PROBLEM STATEMENT:
State how many lines of the entries hold the string "EdgeStepCache", and output nothing but that count.

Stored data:
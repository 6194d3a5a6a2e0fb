use crate::grid::{rotate_deg, CellMap};
use crate::ray::{CastingRay, EdgeStepCache, RaySegment};
use macroquad::math::Vec2;

/// Completed result of a single ray.
#[derive(Clone, Debug)]
pub struct RayData {
    pub total_distance: f32,
    pub segments: Vec<RaySegment>,
    pub points: Vec<Vec2>,
}

/// Fans a spread of rays across a field of view and collects their results.
pub struct Raycaster {
    /// Field of view in degrees.
    pub fov: f32,
    pub ray_count: usize,
    /// Results of the last `cast_rays` call, keyed by cast angle in degrees
    /// and ordered across the fan. Rebuilt from scratch every cast; entries
    /// never survive an invocation.
    pub ray_data: Vec<(f32, RayData)>,
    edge_cache: EdgeStepCache,
}

impl Raycaster {
    pub fn new(fov: f32, ray_count: usize) -> Self {
        Raycaster {
            fov,
            ray_count,
            ray_data: Vec::new(),
            edge_cache: EdgeStepCache::new(),
        }
    }

    /// Evenly spaced cast angles centered on `center`, normalized into
    /// [0, 360). A single ray degenerates to a nominal 1 degree interval,
    /// which leaves just the center angle.
    fn distribute_angles(&self, center: f32) -> Vec<f32> {
        let interval = if self.ray_count > 1 {
            self.fov / (self.ray_count - 1) as f32
        } else {
            1.0
        };
        let median = (self.ray_count - 1) as f32 * interval / 2.0;
        (0..self.ray_count)
            .map(|i| (i as f32 * interval + center - median).rem_euclid(360.0))
            .collect()
    }

    /// Cast the full fan from `origin` around a center angle. Each ray runs
    /// to completion before the next starts.
    pub fn cast_rays(
        &mut self,
        map: &CellMap,
        origin: Vec2,
        center_angle: f32,
        visible_distance: f32,
    ) {
        let angles = self.distribute_angles(center_angle);
        self.ray_data.clear();
        for angle in angles {
            let direction = rotate_deg(Vec2::new(1.0, 0.0), angle);
            let data = Self::cast_ray(map, origin, direction, visible_distance, &mut self.edge_cache);
            self.ray_data.push((angle, data));
        }
    }

    fn cast_ray(
        map: &CellMap,
        origin: Vec2,
        direction: Vec2,
        visible_distance: f32,
        cache: &mut EdgeStepCache,
    ) -> RayData {
        let mut ray = CastingRay::new(origin, direction, visible_distance, map);
        ray.cast(cache);
        RayData {
            total_distance: ray.total_distance,
            segments: ray.segments,
            points: ray.points,
        }
    }
}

EXERCISE OUTPUT:
4